— Exercise directions —
Repeat verbatim, and only, the lines of the data below, beginning at the line that contains "binary drives the" and stopping after the line that contains "and schema |".

— Data records —
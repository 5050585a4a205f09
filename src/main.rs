//! # EDGAR Ingest CLI (`edgar`)
//!
//! The `edgar` binary drives the ingestion pipeline: database setup,
//! archive browsing, single-filing and quarterly-index ingestion, and
//! error-filing maintenance.
//!
//! ## Usage
//!
//! ```bash
//! edgar --config ./config/edgar.toml <command>
//! ```
//!
//! ## Commands
//!
//! | Command | Description |
//! |---------|-------------|
//! | `edgar init` | Create the SQLite database and schema |
//! | `edgar list <path>` | Print a remote directory listing |
//! | `edgar ingest-filing <path>` | Ingest one composite filing |
//! | `edgar ingest-index` | Ingest every filing in a quarterly index |
//! | `edgar errors` | List error filings |
//! | `edgar redrive <accession>` | Clear an error filing so it is retried |
//! | `edgar status` | Catalog and store summary |
//!
//! Logs go to stderr (`RUST_LOG` overrides the default `info` filter);
//! command reports go to stdout.

use anyhow::{bail, Context};
use chrono::NaiveDate;
use clap::{ArgGroup, Parser, Subcommand};
use std::path::PathBuf;
use tracing_subscriber::{layer::SubscriberExt, util::SubscriberInitExt};

use edgar_ingest::ingest::IndexSource;
use edgar_ingest::{config, index, ingest, listing, migrate, status};

/// EDGAR Ingest CLI: download, split and catalog filings from the public
/// filing archive.
///
/// All commands accept a `--config` flag pointing to a TOML configuration
/// file. See `config/edgar.example.toml` for a full example.
#[derive(Parser)]
#[command(
    name = "edgar",
    about = "EDGAR Ingest — filing archive ingestion pipeline",
    version
)]
struct Cli {
    /// Path to the TOML configuration file.
    #[arg(long, global = true, default_value = "./config/edgar.toml")]
    config: PathBuf,

    #[command(subcommand)]
    command: Commands,
}

#[derive(Subcommand)]
enum Commands {
    /// Initialize the database schema. Safe to run repeatedly.
    Init,

    /// Print the child paths of a remote archive directory.
    List {
        /// Remote directory, e.g. `/Archives/edgar/data/320193/`.
        path: String,
    },

    /// Ingest a single composite filing.
    IngestFiling {
        /// Archive path, e.g. `edgar/data/320193/0000320193-24-000006.txt`.
        path: String,

        /// Accession number (defaults to the file stem).
        #[arg(long)]
        accession: Option<String>,

        /// Registrant CIK (defaults to the path's CIK segment).
        #[arg(long)]
        cik: Option<i64>,

        #[arg(long)]
        form_type: Option<String>,

        /// Filing date (YYYY-MM-DD).
        #[arg(long)]
        date: Option<String>,
    },

    /// Ingest every filing listed in a quarterly index.
    #[command(group(
        ArgGroup::new("source")
            .required(true)
            .args(["year", "index_file"])
    ))]
    IngestIndex {
        #[arg(long, requires = "quarter")]
        year: Option<i32>,

        #[arg(long, value_parser = clap::value_parser!(u8).range(1..=4))]
        quarter: Option<u8>,

        /// Local copy of a `master.idx` file.
        #[arg(long)]
        index_file: Option<PathBuf>,

        /// Only ingest these form types (repeatable). Overrides `ingest.form_types`.
        #[arg(long = "form-type")]
        form_types: Vec<String>,

        #[arg(long)]
        limit: Option<usize>,

        /// Concurrent filings (defaults to `ingest.workers`).
        #[arg(long)]
        workers: Option<usize>,

        /// Show what would be ingested without fetching anything.
        #[arg(long)]
        dry_run: bool,
    },

    /// List error filings.
    Errors {
        #[arg(long, default_value = "50")]
        limit: i64,

        /// Print the rows as JSON.
        #[arg(long)]
        json: bool,
    },

    /// Delete an error filing so the next pass retries it.
    Redrive { accession: String },

    /// Show catalog and store statistics.
    Status,
}

#[tokio::main]
async fn main() -> anyhow::Result<()> {
    tracing_subscriber::registry()
        .with(
            tracing_subscriber::EnvFilter::try_from_default_env()
                .unwrap_or_else(|_| "info".into()),
        )
        .with(tracing_subscriber::fmt::layer().with_writer(std::io::stderr))
        .init();

    let cli = Cli::parse();
    let cfg = config::load_config(&cli.config)?;

    match cli.command {
        Commands::Init => {
            migrate::run_migrations(&cfg).await?;
            println!("Database initialized successfully.");
        }
        Commands::List { path } => {
            listing::run_list(&cfg, &path).await?;
        }
        Commands::IngestFiling {
            path,
            accession,
            cik,
            form_type,
            date,
        } => {
            let mut entry = match index::entry_from_path(&path) {
                Some(entry) => entry,
                None => {
                    let Some(cik) = cik else {
                        bail!("Cannot derive a CIK from '{}'; pass --cik", path);
                    };
                    let archive = index::archive_path(&path);
                    let Some(accession_number) = index::accession_from_path(&archive) else {
                        bail!("Cannot derive an accession number from '{}'", path);
                    };
                    edgar_ingest::models::IndexEntry {
                        accession_number,
                        form_type: String::new(),
                        cik,
                        company_name: String::new(),
                        date_filed: None,
                        path: archive,
                    }
                }
            };
            if let Some(accession) = accession {
                entry.accession_number = accession;
            }
            if let Some(cik) = cik {
                entry.cik = cik;
            }
            if let Some(form_type) = form_type {
                entry.form_type = form_type;
            }
            if let Some(date) = date {
                entry.date_filed = Some(
                    NaiveDate::parse_from_str(&date, "%Y-%m-%d")
                        .with_context(|| format!("Invalid --date '{}'", date))?,
                );
            }
            ingest::run_ingest_filing(&cfg, entry).await?;
        }
        Commands::IngestIndex {
            year,
            quarter,
            index_file,
            form_types,
            limit,
            workers,
            dry_run,
        } => {
            let source = match (year, quarter, index_file) {
                (_, _, Some(file)) => IndexSource::File(file),
                (Some(year), Some(quarter), None) => IndexSource::Quarter { year, quarter },
                _ => bail!("Either --year with --quarter or --index-file is required"),
            };
            ingest::run_ingest_index(&cfg, source, &form_types, limit, workers, dry_run).await?;
        }
        Commands::Errors { limit, json } => {
            status::run_errors(&cfg, limit, json).await?;
        }
        Commands::Redrive { accession } => {
            status::run_redrive(&cfg, &accession).await?;
        }
        Commands::Status => {
            status::run_status(&cfg).await?;
        }
    }

    Ok(())
}
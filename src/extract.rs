//! Plain-text derivation for filing documents.
//!
//! The splitter supplies each document's bytes and detected content type;
//! this module returns markup-stripped UTF-8 text. Failure for one document
//! never affects another; callers record it and move on.

use scraper::{ElementRef, Html, Node, Selector};

use crate::error::ExtractError;

pub const MIME_HTML: &str = "text/html";
pub const MIME_XML: &str = "application/xml";
pub const MIME_TEXT: &str = "text/plain";
pub const MIME_UUENCODED: &str = "text/x-uuencode";

/// Extracts plain text from a document body.
pub fn extract_text(bytes: &[u8], content_type: &str) -> Result<String, ExtractError> {
    match content_type {
        MIME_HTML | MIME_XML => Ok(strip_markup(bytes)),
        MIME_TEXT => {
            if is_uuencoded(bytes) {
                return Err(ExtractError::Uuencoded);
            }
            Ok(String::from_utf8_lossy(bytes).into_owned())
        }
        MIME_UUENCODED => Err(ExtractError::Uuencoded),
        _ => Err(ExtractError::UnsupportedContentType(
            content_type.to_string(),
        )),
    }
}

/// Detect a content type from a file name, falling back to sniffing the body.
pub fn detect_content_type(file_name: Option<&str>, body: &[u8]) -> String {
    let by_ext = file_name
        .and_then(|n| n.rsplit_once('.'))
        .map(|(_, ext)| ext.to_ascii_lowercase());

    let detected = match by_ext.as_deref() {
        Some("htm" | "html") => Some(MIME_HTML),
        Some("xml" | "xsd" | "xbrl") => Some(MIME_XML),
        Some("txt") => Some(MIME_TEXT),
        Some("pdf") => Some("application/pdf"),
        Some("jpg" | "jpeg") => Some("image/jpeg"),
        Some("gif") => Some("image/gif"),
        Some("png") => Some("image/png"),
        Some("zip") => Some("application/zip"),
        Some("xls" | "xlsx") => Some("application/vnd.ms-excel"),
        Some("js") => Some("application/javascript"),
        Some("css") => Some("text/css"),
        Some("json") => Some("application/json"),
        _ => None,
    };

    if let Some(ct) = detected {
        return ct.to_string();
    }

    sniff(body).to_string()
}

fn sniff(body: &[u8]) -> &'static str {
    let head_len = body.len().min(512);
    let head = String::from_utf8_lossy(&body[..head_len]).to_ascii_lowercase();
    let head = head.trim_start();

    if is_uuencoded(body) {
        MIME_UUENCODED
    } else if head.starts_with("<html") || head.starts_with("<!doctype html") || head.contains("<body") {
        MIME_HTML
    } else if head.starts_with("<?xml") || head.starts_with("<xbrl") || head.starts_with("<xml") {
        MIME_XML
    } else {
        MIME_TEXT
    }
}

/// uuencoded payloads start with a `begin <mode> <name>` line.
fn is_uuencoded(body: &[u8]) -> bool {
    let head_len = body.len().min(64);
    let head = String::from_utf8_lossy(&body[..head_len]);
    let mut first = head.trim_start().splitn(3, ' ');
    matches!(
        (first.next(), first.next()),
        (Some("begin"), Some(mode)) if !mode.is_empty() && mode.chars().all(|c| c.is_ascii_digit())
    )
}

fn strip_markup(bytes: &[u8]) -> String {
    let html = String::from_utf8_lossy(bytes);
    let document = Html::parse_document(&html);

    // Head metadata and script/style bodies are not document text
    let body = Selector::parse("body")
        .ok()
        .and_then(|selector| document.select(&selector).next());
    let root = body.unwrap_or_else(|| document.root_element());

    let mut content = String::new();
    for node in root.descendants() {
        let Node::Text(text) = node.value() else {
            continue;
        };
        let hidden = node
            .ancestors()
            .filter_map(ElementRef::wrap)
            .any(|el| matches!(el.value().name(), "script" | "style"));
        if hidden {
            continue;
        }
        let trimmed = text.trim();
        if !trimmed.is_empty() {
            if !content.is_empty() {
                content.push('\n');
            }
            content.push_str(trimmed);
        }
    }
    content
}
//! Catalog overview and error-filing maintenance.
//!
//! Backs `edgar status`, `edgar errors` and `edgar redrive`: what has been
//! ingested, what failed and why, and a way to clear a failed filing so the
//! next pass retries it.

use anyhow::{bail, Result};

use crate::catalog::Catalog;
use crate::config::Config;
use crate::db;
use crate::store::open_store;

/// Run the status command: query the catalog and print a summary.
pub async fn run_status(config: &Config) -> Result<()> {
    let pool = db::connect(config).await?;
    let catalog = Catalog::new(pool);
    let counts = catalog.counts().await?;
    let store_line = match open_store(&config.storage) {
        Ok(store) => format!("{} ({})", store.location(), store.backend()),
        Err(e) => format!("{} (unavailable: {})", config.storage.backend, e),
    };

    let db_size = std::fs::metadata(&config.db.path)
        .map(|m| m.len())
        .unwrap_or(0);

    println!("EDGAR Ingest — Catalog Status");
    println!("=============================");
    println!();
    println!("  Database:    {}", config.db.path.display());
    println!("  Size:        {}", format_bytes(db_size));
    println!("  Store:       {}", store_line);
    println!();
    println!("  Companies:   {}", counts.companies);
    println!("  Filings:     {}", counts.filings);
    println!("    processed: {}", counts.processed);
    println!("    errored:   {}", counts.errored);
    println!("    pending:   {}", counts.pending);
    println!(
        "  Documents:   {} ({} distinct)",
        counts.documents, counts.distinct_hashes
    );
    println!();

    catalog.pool().close().await;
    Ok(())
}

/// Run the errors command: list error filings with their messages.
pub async fn run_errors(config: &Config, limit: i64, json: bool) -> Result<()> {
    let pool = db::connect(config).await?;
    let catalog = Catalog::new(pool);
    let errors = catalog.list_errors(limit).await?;

    if json {
        println!("{}", serde_json::to_string_pretty(&errors)?);
    } else if errors.is_empty() {
        println!("No error filings.");
    } else {
        println!(
            "{:<22} {:>10} {:<10} {:<11}  {}",
            "ACCESSION", "CIK", "FORM", "DOWNLOADED", "MESSAGE"
        );
        println!("{}", "-".repeat(90));
        for f in &errors {
            println!(
                "{:<22} {:>10} {:<10} {:<11}  {}",
                f.accession_number,
                f.cik,
                f.form_type.as_deref().unwrap_or("-"),
                f.date_downloaded,
                f.error_message.as_deref().unwrap_or("(in progress)")
            );
        }
    }

    catalog.pool().close().await;
    Ok(())
}

/// Run the redrive command: delete one error filing.
pub async fn run_redrive(config: &Config, accession_number: &str) -> Result<()> {
    let pool = db::connect(config).await?;
    let catalog = Catalog::new(pool);
    let deleted = catalog.delete_error_filing(accession_number).await?;
    catalog.pool().close().await;

    if !deleted {
        bail!(
            "No error filing with accession number '{}' (processed filings cannot be re-driven)",
            accession_number
        );
    }
    println!("Cleared error filing {}; the next pass will retry it.", accession_number);
    Ok(())
}

/// Format a byte count as a human-readable string.
fn format_bytes(bytes: u64) -> String {
    if bytes < 1024 {
        format!("{} B", bytes)
    } else if bytes < 1024 * 1024 {
        format!("{:.1} KB", bytes as f64 / 1024.0)
    } else if bytes < 1024 * 1024 * 1024 {
        format!("{:.1} MB", bytes as f64 / (1024.0 * 1024.0))
    } else {
        format!("{:.2} GB", bytes as f64 / (1024.0 * 1024.0 * 1024.0))
    }
}
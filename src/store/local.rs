//! Local filesystem backend.
//!
//! Keys map onto paths under a root directory. Writes go to a temporary
//! sibling first and are renamed into place, so a reader never observes a
//! half-written blob even when two workers store the same hash at once.

use async_trait::async_trait;
use std::path::{Component, Path, PathBuf};
use std::sync::atomic::{AtomicU64, Ordering};

use super::ContentStore;
use crate::error::StoreError;

static TMP_COUNTER: AtomicU64 = AtomicU64::new(0);

pub struct LocalStore {
    root: PathBuf,
    document_prefix: String,
}

impl LocalStore {
    pub fn new(root: PathBuf, document_prefix: String) -> Self {
        Self {
            root,
            document_prefix,
        }
    }

    /// Resolve a key under the root, dropping anything that would escape it.
    fn resolve(&self, key: &str) -> PathBuf {
        let mut path = self.root.clone();
        for component in Path::new(key.trim_start_matches('/')).components() {
            if let Component::Normal(part) = component {
                path.push(part);
            }
        }
        path
    }
}

fn io_error(path: &Path, source: std::io::Error) -> StoreError {
    StoreError::Io {
        path: path.display().to_string(),
        source,
    }
}

#[async_trait]
impl ContentStore for LocalStore {
    fn backend(&self) -> &str {
        "local"
    }

    fn location(&self) -> String {
        self.root.display().to_string()
    }

    fn document_prefix(&self) -> &str {
        &self.document_prefix
    }

    async fn path_exists(&self, path: &str) -> Result<bool, StoreError> {
        let full = self.resolve(path);
        tokio::fs::try_exists(&full)
            .await
            .map_err(|e| io_error(&full, e))
    }

    async fn get(&self, path: &str) -> Result<Vec<u8>, StoreError> {
        let full = self.resolve(path);
        match tokio::fs::read(&full).await {
            Ok(bytes) => Ok(bytes),
            Err(e) if e.kind() == std::io::ErrorKind::NotFound => {
                Err(StoreError::NotFound(path.to_string()))
            }
            Err(e) => Err(io_error(&full, e)),
        }
    }

    async fn put_path(&self, path: &str, bytes: &[u8]) -> Result<(), StoreError> {
        let full = self.resolve(path);
        if let Some(parent) = full.parent() {
            tokio::fs::create_dir_all(parent)
                .await
                .map_err(|e| io_error(parent, e))?;
        }

        let file_name = full
            .file_name()
            .map(|n| n.to_string_lossy().to_string())
            .unwrap_or_default();
        let tmp = full.with_file_name(format!(
            ".{}.{}.{}.tmp",
            file_name,
            std::process::id(),
            TMP_COUNTER.fetch_add(1, Ordering::Relaxed)
        ));

        tokio::fs::write(&tmp, bytes)
            .await
            .map_err(|e| io_error(&tmp, e))?;
        tokio::fs::rename(&tmp, &full)
            .await
            .map_err(|e| io_error(&full, e))?;
        Ok(())
    }
}
#[tokio::test]
async fn test_filing_without_cik_becomes_error_filing() {
    let (base, _archive) = start_archive(standard_archive()).await;
    let env = setup(&base).await;

    let outcome = env.orchestrator().ingest(&entry(300, ACC_BROKEN)).await;
    match outcome {
        IngestOutcome::Errored { stage, .. } => assert_eq!(stage, Stage::Parse),
        other => panic!("expected parse error, got {:?}", other),
    }

    let filing = env.catalog.find_filing(ACC_BROKEN).await.unwrap().unwrap();
    assert!(filing.is_error);
    assert!(!filing.is_processed);
    assert_eq!(filing.cik, 300);
    assert!(filing.error_message.is_some());
    assert!(env.catalog.documents_for(ACC_BROKEN).await.unwrap().is_empty());

    let errors = env.catalog.list_errors(10).await.unwrap();
    assert_eq!(errors.len(), 1);
}

#[tokio::test]
async fn test_error_filing_can_be_redriven() {
    let (base, archive) = start_archive(standard_archive()).await;
    let env = setup(&base).await;
    let orchestrator = env.orchestrator();

    orchestrator.ingest(&entry(300, ACC_BROKEN)).await;
    assert_eq!(
        orchestrator.ingest(&entry(300, ACC_BROKEN)).await,
        IngestOutcome::AlreadyIngested
    );

    assert!(env.catalog.delete_error_filing(ACC_BROKEN).await.unwrap());
    let retried = orchestrator.ingest(&entry(300, ACC_BROKEN)).await;
    assert!(matches!(retried, IngestOutcome::Errored { .. }));

    // The second attempt reads the cached copy
    assert_eq!(archive.hits(&remote(&filing_path(300, ACC_BROKEN))), 1);
}

#[tokio::test]
async fn test_rate_limit_page_is_fetch_error() {
    let (base, _archive) = start_archive(standard_archive()).await;
    let env = setup(&base).await;

    let outcome = env.orchestrator().ingest(&entry(400, ACC_THROTTLED)).await;
    match outcome {
        IngestOutcome::Errored { stage, message } => {
            assert_eq!(stage, Stage::Fetch);
            assert!(message.contains("rate threshold"), "message: {}", message);
        }
        other => panic!("expected fetch error, got {:?}", other),
    }

    let filing = env.catalog.find_filing(ACC_THROTTLED).await.unwrap().unwrap();
    assert!(filing.is_error);
    // Poisoned bodies are never cached
    assert!(!env.store_root.join(filing_path(400, ACC_THROTTLED)).exists());
}

#[tokio::test]
async fn test_cached_filing_skips_network() {
    let (base, archive) = start_archive(Archive::default()).await;
    let env = setup(&base).await;

    let path = filing_path(100, ACC_A);
    env.store()
        .put_path(&path, composite(ACC_A, Some("0000000100"), "Cached").as_bytes())
        .await
        .unwrap();

    let outcome = env.orchestrator().ingest(&entry(100, ACC_A)).await;
    assert!(matches!(outcome, IngestOutcome::Reconciled { documents: 2, .. }));
    assert_eq!(archive.hits(&remote(&path)), 0);
}

#[tokio::test]
async fn test_missing_remote_filing_is_error() {
    let (base, _archive) = start_archive(Archive::default()).await;
    let env = setup(&base).await;

    let outcome = env.orchestrator().ingest(&entry(100, ACC_A)).await;
    assert!(matches!(
        outcome,
        IngestOutcome::Errored {
            stage: Stage::Fetch,
            ..
        }
    ));
}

— Your response —
//! The `edgar` binary drives the ingestion pipeline: database setup,
//! archive browsing, single-filing and quarterly-index ingestion, and
//! error-filing maintenance.
//!
//! ## Usage
//!
//! ```bash
//! edgar --config ./config/edgar.toml <command>
//! ```
//!
//! ## Commands
//!
//! | Command | Description |
//! |---------|-------------|
//! | `edgar init` | Create the SQLite database and schema |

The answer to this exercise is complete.